S encillamente decepcionante la participación dominicana en el Campeonato Mundial de Béisbol que se efectúa en Panamá.
Y es muy probable, que como andan las cosas en este país, vale decir, manga por hombro, se busque a toda costa justificar que el anémico y frustrante desempeño obedeció a que los más de 12 millones que solicitaron a las autoridades, fueron entregados muy tarde, y que eso constituyó un factor sicológico adverso para una buena participación. Sin embargo,
no hay que buscarle la quinta pata al gato, porque la mala actuación del seleccionado de béisbol, simplemente, es producto de la improvisación que impera en todos los órdenes en esa y otras federaciones.
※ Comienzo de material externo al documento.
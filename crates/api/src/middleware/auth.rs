//! Authentication middleware for protected routes.

use axum::{
    extract::{FromRequestParts, Request, State},
    http::{header::AUTHORIZATION, request::Parts},
    middleware::Next,
    response::{IntoResponse, Response},
};
use steward_core::auth::UserRole;
use steward_shared::{AppError, AuthFailure, Claims, JwtError};
use tracing::warn;

use crate::{AppState, response::ApiError};

/// Extracts the bearer token from the Authorization header.
fn extract_bearer_token(header: &str) -> Option<&str> {
    header
        .strip_prefix("Bearer ")
        .or_else(|| header.strip_prefix("bearer "))
}

/// Authentication middleware that validates JWT tokens.
///
/// Valid claims are stored in the request extensions for [`AuthUser`].
pub async fn auth_middleware(
    State(state): State<AppState>,
    mut request: Request,
    next: Next,
) -> Response {
    let auth_header = request
        .headers()
        .get(AUTHORIZATION)
        .and_then(|h| h.to_str().ok());

    let Some(token) = auth_header.and_then(extract_bearer_token) else {
        return ApiError(AppError::Unauthenticated(AuthFailure::MissingToken)).into_response();
    };

    match state.jwt_service.validate_token(token) {
        Ok(claims) => {
            request.extensions_mut().insert(claims);
            next.run(request).await
        }
        Err(e) => {
            let failure = match e {
                JwtError::Expired => AuthFailure::TokenExpired,
                _ => AuthFailure::InvalidToken,
            };
            ApiError(AppError::Unauthenticated(failure)).into_response()
        }
    }
}

/// Extractor for authenticated user claims.
#[derive(Debug, Clone)]
pub struct AuthUser(pub Claims);

impl AuthUser {
    /// Returns the user ID from the claims.
    #[must_use]
    pub fn user_id(&self) -> uuid::Uuid {
        self.0.user_id()
    }

    /// Returns the user's role, or `None` if the token carries an unknown role.
    #[must_use]
    pub fn role(&self) -> Option<UserRole> {
        self.0.role.parse().ok()
    }

    /// Checks that the caller's role holds a capability.
    ///
    /// Unknown roles hold no capabilities.
    ///
    /// # Errors
    ///
    /// Returns `AppError::Forbidden` naming `action` if the check fails.
    pub fn require(&self, capability: fn(&UserRole) -> bool, action: &str) -> Result<UserRole, AppError> {
        match self.role() {
            Some(role) if capability(&role) => Ok(role),
            _ => {
                warn!(user_id = %self.user_id(), role = %self.0.role, action, "Role rejected");
                Err(AppError::Forbidden(format!(
                    "Your role is not allowed to {action}"
                )))
            }
        }
    }
}

impl<S> FromRequestParts<S> for AuthUser
where
    S: Send + Sync,
{
    type Rejection = ApiError;

    async fn from_request_parts(parts: &mut Parts, _state: &S) -> Result<Self, Self::Rejection> {
        parts
            .extensions
            .get::<Claims>()
            .cloned()
            .map(AuthUser)
            .ok_or(ApiError(AppError::Unauthenticated(AuthFailure::MissingToken)))
    }
}
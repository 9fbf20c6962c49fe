//! API route definitions.

use axum::{Router, middleware};

use crate::{
    AppState,
    middleware::{auth_middleware, same_site_middleware},
};

pub mod financial_years;
pub mod health;
pub mod uploads;

/// Creates the API router with protected routes that need state for middleware.
#[allow(clippy::needless_pass_by_value)]
pub fn api_routes_with_state(state: AppState) -> Router<AppState> {
    // Authentication runs first, then the same-site check.
    let protected_routes = Router::new()
        .merge(financial_years::routes())
        .merge(uploads::routes())
        .layer(middleware::from_fn_with_state(
            state.clone(),
            same_site_middleware,
        ))
        .layer(middleware::from_fn_with_state(state, auth_middleware));

    Router::new()
        .merge(health::routes())
        .merge(protected_routes)
}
Pero esto no debe mover a preocupaciones a nadie, porque al fin y al cabo, nadie asume responsabilidades y mucho menos se aplican sanciones de ninguna naturaleza.
Aquí se aplica a la perfección la famosa frase de Manuel Antonio Rodríguez (Rodriguito): y la vida prosigue su agitado curso, es decir, que nadie se preocupe por nada sobre lo malo que pudo haber pasado. ¡Qué bien!
RADARES.- Continúa color de hormiga el futuro de la NBA. Las febriles negociaciones en NY no han reportado progreso.